Between the regular OB and the perinatologists, I have had doctors appointments every other week of my pregnancy. Over this time I have had multiple discussions with both of them about having a cerclage placed. Because I am carrying twins, placing a preventative cerclage is different than a singleton. Essentially, the studies show that women with emergency cerclages in a multiple pregnancy fair worse than those without cerclages. The problem is that there is not data on cerclages with multiples which are preventative not emergent. After a lunch discussion between both doctors this week, they decided that they would offer me a cerclage. The perinatologist leans about 60/40 towards me getting a cerclage based upon my complicated past and current complex case. My husband and I decided to go ahead and proceed with a cerclage as this is what our gut has been telling us all along.

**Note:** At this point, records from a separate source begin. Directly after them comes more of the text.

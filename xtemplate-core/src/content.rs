//! Conditional-GET and byte-range serving, shared by the asset handler and
//! the `response`/`filesystem` providers' `ServeContent`/`ServeFile` hijack
//! methods: a standard content server helper that consumes a seekable
//! reader and modtime.

use std::time::{SystemTime, UNIX_EPOCH};

use http::header::{CONTENT_RANGE, RANGE};

use crate::http::{
    Bytes, HeaderMap, HeaderValue, IntoResponse, Response, StatusCode, ACCEPT_RANGES,
    CACHE_CONTROL, CONTENT_ENCODING, CONTENT_LENGTH, CONTENT_TYPE, ETAG, IF_MODIFIED_SINCE,
    IF_NONE_MATCH, LAST_MODIFIED, VARY,
};

/// Static metadata a served body carries into conditional-GET negotiation.
#[derive(Debug, Clone, Default)]
pub struct ContentMeta {
    pub etag: Option<String>,
    pub modified: Option<SystemTime>,
    pub content_type: Option<String>,
    pub content_encoding: Option<&'static str>,
    pub cache_control: Option<&'static str>,
    pub vary_accept_encoding: bool,
}

fn httpdate(time: SystemTime) -> String {
    httpdate::fmt_http_date(time)
}

fn parse_httpdate(value: &str) -> Option<SystemTime> {
    httpdate::parse_http_date(value).ok()
}

/// `ETag`-quotes a raw token: `Etag "\"<hash>\""`.
fn quoted(tag: &str) -> String {
    format!("\"{tag}\"")
}

fn if_none_match_hits(headers: &HeaderMap, etag: &str) -> bool {
    let Some(value) = headers.get(IF_NONE_MATCH).and_then(|v| v.to_str().ok()) else {
        return false;
    };
    let quoted_etag = quoted(etag);
    value.split(',').any(|candidate| {
        let candidate = candidate.trim();
        candidate == "*" || candidate == quoted_etag || candidate.trim_start_matches("W/") == quoted_etag
    })
}

fn if_modified_since_hits(headers: &HeaderMap, modified: SystemTime) -> bool {
    let Some(value) = headers.get(IF_MODIFIED_SINCE).and_then(|v| v.to_str().ok()) else {
        return false;
    };
    let Some(since) = parse_httpdate(value) else { return false };
    // HTTP dates are second-resolution; truncate both sides before comparing.
    let modified_secs = modified.duration_since(UNIX_EPOCH).unwrap_or_default().as_secs();
    let since_secs = since.duration_since(UNIX_EPOCH).unwrap_or_default().as_secs();
    modified_secs <= since_secs
}

struct Range {
    start: u64,
    end: u64,
}

fn parse_range(headers: &HeaderMap, total_len: u64) -> Option<Range> {
    let value = headers.get(RANGE)?.to_str().ok()?;
    let spec = value.strip_prefix("bytes=")?;
    // Only a single range is supported; multi-range responses are out of
    // scope for this adapter.
    let (start_s, end_s) = spec.split_once('-')?;
    if total_len == 0 {
        return None;
    }
    let (start, end) = if start_s.is_empty() {
        // suffix range: last N bytes
        let suffix_len: u64 = end_s.parse().ok()?;
        let suffix_len = suffix_len.min(total_len);
        (total_len - suffix_len, total_len - 1)
    } else {
        let start: u64 = start_s.parse().ok()?;
        let end: u64 = if end_s.is_empty() {
            total_len.saturating_sub(1)
        } else {
            end_s.parse::<u64>().ok()?.min(total_len.saturating_sub(1))
        };
        (start, end)
    };
    if start > end || start >= total_len {
        return None;
    }
    Some(Range { start, end })
}

/// Serves `body` against `request_headers` honoring `If-None-Match`,
/// `If-Modified-Since`, and a single-range `Range` request.
pub fn serve_bytes(body: Bytes, meta: &ContentMeta, request_headers: &HeaderMap) -> Response {
    if let Some(etag) = &meta.etag {
        if if_none_match_hits(request_headers, etag) {
            return not_modified(meta);
        }
    }
    if meta.etag.is_none() {
        if let Some(modified) = meta.modified {
            if if_modified_since_hits(request_headers, modified) {
                return not_modified(meta);
            }
        }
    }

    let total_len = body.len() as u64;
    let mut headers = HeaderMap::new();
    apply_common_headers(&mut headers, meta);
    headers.insert(ACCEPT_RANGES, HeaderValue::from_static("bytes"));

    if let Some(range) = parse_range(request_headers, total_len) {
        let slice = body.slice(range.start as usize..=range.end as usize);
        headers.insert(CONTENT_LENGTH, HeaderValue::from(slice.len()));
        headers.insert(
            CONTENT_RANGE,
            HeaderValue::from_str(&format!("bytes {}-{}/{}", range.start, range.end, total_len))
                .unwrap_or_else(|_| HeaderValue::from_static("")),
        );
        return (StatusCode::PARTIAL_CONTENT, headers, slice).into_response();
    }

    headers.insert(CONTENT_LENGTH, HeaderValue::from(total_len));
    (StatusCode::OK, headers, body).into_response()
}

fn not_modified(meta: &ContentMeta) -> Response {
    let mut headers = HeaderMap::new();
    apply_common_headers(&mut headers, meta);
    (StatusCode::NOT_MODIFIED, headers).into_response()
}

fn apply_common_headers(headers: &mut HeaderMap, meta: &ContentMeta) {
    if let Some(etag) = &meta.etag {
        if let Ok(value) = HeaderValue::from_str(&quoted(etag)) {
            headers.insert(ETAG, value);
        }
    }
    if let Some(modified) = meta.modified {
        if let Ok(value) = HeaderValue::from_str(&httpdate(modified)) {
            headers.insert(LAST_MODIFIED, value);
        }
    }
    if let Some(ct) = &meta.content_type {
        if let Ok(value) = HeaderValue::from_str(ct) {
            headers.insert(CONTENT_TYPE, value);
        }
    }
    if let Some(enc) = meta.content_encoding {
        headers.insert(CONTENT_ENCODING, HeaderValue::from_static(enc));
    }
    if let Some(cc) = meta.cache_control {
        headers.insert(CACHE_CONTROL, HeaderValue::from_static(cc));
    }
    if meta.vary_accept_encoding {
        headers.insert(VARY, HeaderValue::from_static("Accept-Encoding"));
    }
}

#[cfg(test)]
mod tests {
    use super::*;

    #[test]
    fn if_none_match_returns_304() {
        let meta = ContentMeta { etag: Some("sha384-abc".into()), ..Default::default() };
        let mut req_headers = HeaderMap::new();
        req_headers.insert(IF_NONE_MATCH, HeaderValue::from_static("\"sha384-abc\""));
        let resp = serve_bytes(Bytes::from_static(b"hello"), &meta, &req_headers);
        assert_eq!(resp.status(), StatusCode::NOT_MODIFIED);
    }

    #[test]
    fn range_request_returns_206() {
        let meta = ContentMeta::default();
        let mut req_headers = HeaderMap::new();
        req_headers.insert(RANGE, HeaderValue::from_static("bytes=0-2"));
        let resp = serve_bytes(Bytes::from_static(b"hello world"), &meta, &req_headers);
        assert_eq!(resp.status(), StatusCode::PARTIAL_CONTENT);
    }

    #[test]
    fn plain_request_returns_200_with_length() {
        let meta = ContentMeta::default();
        let resp = serve_bytes(Bytes::from_static(b"hello"), &meta, &HeaderMap::new());
        assert_eq!(resp.status(), StatusCode::OK);
    }
}
//! `instance-view` dot provider: read-only instance introspection available
//! to every plan, including the init plan.

use std::sync::Arc;

use futures_util::future::BoxFuture;
use minijinja::value::{Object, Value};
use minijinja::{Error, ErrorKind, State};

use super::{DotProvider, ProviderContext, ProviderError};

pub struct InstanceViewProvider;

impl DotProvider for InstanceViewProvider {
    fn value<'a>(&'a self, ctx: &'a ProviderContext<'a>) -> BoxFuture<'a, Result<Value, ProviderError>> {
        let instance = ctx.instance.handle();
        Box::pin(async move { Ok(Value::from_object(InstanceView { instance })) })
    }
}

struct InstanceView {
    instance: crate::instance::InstanceHandle,
}

impl std::fmt::Debug for InstanceView {
    fn fmt(&self, f: &mut std::fmt::Formatter<'_>) -> std::fmt::Result {
        f.debug_struct("InstanceView").field("id", &self.instance.id()).finish()
    }
}

impl Object for InstanceView {
    fn call_method(
        self: &Arc<Self>,
        _state: &State,
        method: &str,
        args: &[Value],
    ) -> Result<Value, Error> {
        match method {
            "StaticFileHash" => {
                let path = args
                    .first()
                    .and_then(|v| v.as_str())
                    .ok_or_else(|| Error::new(ErrorKind::MissingArgument, "StaticFileHash: missing path"))?;
                self.instance
                    .asset_hash(path)
                    .map(Value::from)
                    .ok_or_else(|| Error::new(ErrorKind::InvalidOperation, format!("no such static asset {path:?}")))
            }
            "Template" => {
                let name = args
                    .first()
                    .and_then(|v| v.as_str())
                    .ok_or_else(|| Error::new(ErrorKind::MissingArgument, "Template: missing name"))?;
                let dot = args.get(1).cloned().unwrap_or(Value::UNDEFINED);
                let rendered = self
                    .instance
                    .render_template(name, dot)
                    .map_err(|source| Error::new(ErrorKind::InvalidOperation, source.to_string()).with_source(source))?;
                Ok(Value::from_safe_string(rendered))
            }
            "Func" => {
                let name = args
                    .first()
                    .and_then(|v| v.as_str())
                    .ok_or_else(|| Error::new(ErrorKind::MissingArgument, "Func: missing name"))?;
                self.instance
                    .function(name)
                    .ok_or_else(|| Error::new(ErrorKind::InvalidOperation, format!("no such function {name:?}")))
            }
            other => Err(Error::new(ErrorKind::UnknownMethod, format!("instance has no method {other:?}"))),
        }
    }
}
//! `response` dot provider: the buffered response controller.
//!
//! Header/status mutations accumulate in [`ResponseState`] rather than
//! touching the live response directly; the buffered handler merges them
//! into the outgoing response only after template execution finishes
//! successfully.

use std::sync::atomic::{AtomicU16, Ordering};
use std::sync::{Arc, Mutex};
use std::time::{SystemTime, UNIX_EPOCH};

use futures_util::future::BoxFuture;
use minijinja::value::{Object, Value};
use minijinja::{Error, ErrorKind, State};

use super::{DotProvider, ProviderContext, ProviderError};
use crate::content::{self, ContentMeta};
use crate::functions::lookup_signal_slot;
use crate::http::{HeaderName, HeaderValue, IntoResponse};

pub struct ResponseProvider;

impl DotProvider for ResponseProvider {
    fn value<'a>(&'a self, _ctx: &'a ProviderContext<'a>) -> BoxFuture<'a, Result<Value, ProviderError>> {
        Box::pin(async move { Ok(Value::from_object(ResponseState::new())) })
    }
}

/// Accumulated header mutations and status code for one request.
#[derive(Debug)]
pub struct ResponseState {
    headers: Mutex<Vec<(HeaderName, HeaderValue)>>,
    removed: Mutex<Vec<HeaderName>>,
    status: AtomicU16,
}

impl ResponseState {
    fn new() -> Self {
        Self {
            headers: Mutex::new(Vec::new()),
            removed: Mutex::new(Vec::new()),
            status: AtomicU16::new(200),
        }
    }

    pub fn status(&self) -> u16 {
        self.status.load(Ordering::Relaxed)
    }

    /// Applies the collected header mutations onto a live header map;
    /// called by the buffered handler, not by the provider's own `cleanup`
    /// (there is no external resource to release here, only bookkeeping the
    /// handler reads directly).
    pub fn apply_to(&self, headers: &mut crate::http::HeaderMap) {
        for name in self.removed.lock().unwrap().iter() {
            headers.remove(name);
        }
        for (name, value) in self.headers.lock().unwrap().iter() {
            headers.append(name.clone(), value.clone());
        }
    }
}

impl Object for ResponseState {
    fn call_method(
        self: &Arc<Self>,
        state: &State,
        method: &str,
        args: &[Value],
    ) -> Result<Value, Error> {
        match method {
            "AddHeader" | "SetHeader" => {
                let name = header_name_arg(args, 0, method)?;
                let value = header_value_arg(args, 1, method)?;
                if method == "SetHeader" {
                    self.headers.lock().unwrap().retain(|(n, _)| *n != name);
                }
                self.headers.lock().unwrap().push((name, value));
                Ok(Value::from(()))
            }
            "DelHeader" => {
                let name = header_name_arg(args, 0, method)?;
                self.headers.lock().unwrap().retain(|(n, _)| *n != name);
                self.removed.lock().unwrap().push(name);
                Ok(Value::from(()))
            }
            "SetStatus" => {
                let code = status_arg(args, 0)?;
                self.status.store(code, Ordering::Relaxed);
                Ok(Value::from(()))
            }
            "ReturnStatus" => {
                let code = status_arg(args, 0)?;
                self.status.store(code, Ordering::Relaxed);
                let slot = lookup_signal_slot(state)
                    .ok_or_else(|| Error::new(ErrorKind::InvalidOperation, "ReturnStatus used outside a request"))?;
                slot.set_return();
                Err(slot.abort_error())
            }
            "ServeContent" => {
                let path = args.first().and_then(|v| v.as_str()).unwrap_or_default().to_string();
                let modtime = modtime_arg(args, 1);
                let body = args
                    .get(2)
                    .map(|v| v.to_string())
                    .unwrap_or_default();
                let slot = lookup_signal_slot(state)
                    .ok_or_else(|| Error::new(ErrorKind::InvalidOperation, "ServeContent used outside a request"))?;
                let mut headers = crate::http::HeaderMap::new();
                self.apply_to(&mut headers);
                let meta = ContentMeta {
                    modified: Some(modtime),
                    content_type: mime_guess::from_path(&path).first_raw().map(str::to_string),
                    ..Default::default()
                };
                let mut response = content::serve_bytes(
                    crate::http::Bytes::from(body.into_bytes()),
                    &meta,
                    &headers,
                );
                for (name, value) in self.headers.lock().unwrap().iter() {
                    response.headers_mut().append(name.clone(), value.clone());
                }
                slot.set_hijack(response);
                Err(slot.abort_error())
            }
            other => Err(Error::new(ErrorKind::UnknownMethod, format!("response has no method {other:?}"))),
        }
    }
}

fn header_name_arg(args: &[Value], idx: usize, fname: &str) -> Result<HeaderName, Error> {
    let raw = args
        .get(idx)
        .and_then(|v| v.as_str())
        .ok_or_else(|| Error::new(ErrorKind::MissingArgument, format!("{fname}: missing header name")))?;
    HeaderName::try_from(raw).map_err(|_| Error::new(ErrorKind::InvalidOperation, format!("{fname}: invalid header name {raw:?}")))
}

fn header_value_arg(args: &[Value], idx: usize, fname: &str) -> Result<HeaderValue, Error> {
    let raw = args
        .get(idx)
        .and_then(|v| v.as_str())
        .ok_or_else(|| Error::new(ErrorKind::MissingArgument, format!("{fname}: missing header value")))?;
    HeaderValue::from_str(raw).map_err(|_| Error::new(ErrorKind::InvalidOperation, format!("{fname}: invalid header value {raw:?}")))
}

fn status_arg(args: &[Value], idx: usize) -> Result<u16, Error> {
    let code = args
        .get(idx)
        .and_then(|v| u16::try_from(v.clone()).ok())
        .ok_or_else(|| Error::new(ErrorKind::MissingArgument, "expected an integer status code"))?;
    Ok(code)
}

fn modtime_arg(args: &[Value], idx: usize) -> SystemTime {
    args.get(idx)
        .and_then(|v| i64::try_from(v.clone()).ok())
        .map(|secs| UNIX_EPOCH + std::time::Duration::from_secs(secs.max(0) as u64))
        .unwrap_or_else(SystemTime::now)
}

#[cfg(test)]
mod tests {
    use super::*;

    #[test]
    fn default_status_is_200() {
        let state = ResponseState::new();
        assert_eq!(state.status(), 200);
    }

    #[test]
    fn set_header_replaces_prior_value() {
        let state = ResponseState::new();
        state.headers.lock().unwrap().push((HeaderName::from_static("x-a"), HeaderValue::from_static("1")));
        state.headers.lock().unwrap().retain(|(n, _)| n != "x-a");
        state.headers.lock().unwrap().push((HeaderName::from_static("x-a"), HeaderValue::from_static("2")));
        let mut headers = crate::http::HeaderMap::new();
        state.apply_to(&mut headers);
        assert_eq!(headers.get("x-a").unwrap(), "2");
    }
}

My OB called me on the way home and has already scheduled me for the procedure on Thursday. Of course, having a three year old and no family around makes it slightly complicated for me to arrange childcare on short notice. My husband can not simply take a day off to help because of the military school he is attending. So I called people and figured most everything out until I realized E's Christmas program is on Friday. It's a small event in his classroom however I imagine him standing there looking around since he will be the only one without parents present. That image made me burst into tears. I haven't really stopped crying since.
Obviously, it's not just the fifteen minute program. It's my fear that I won't be able to carry these twins safely.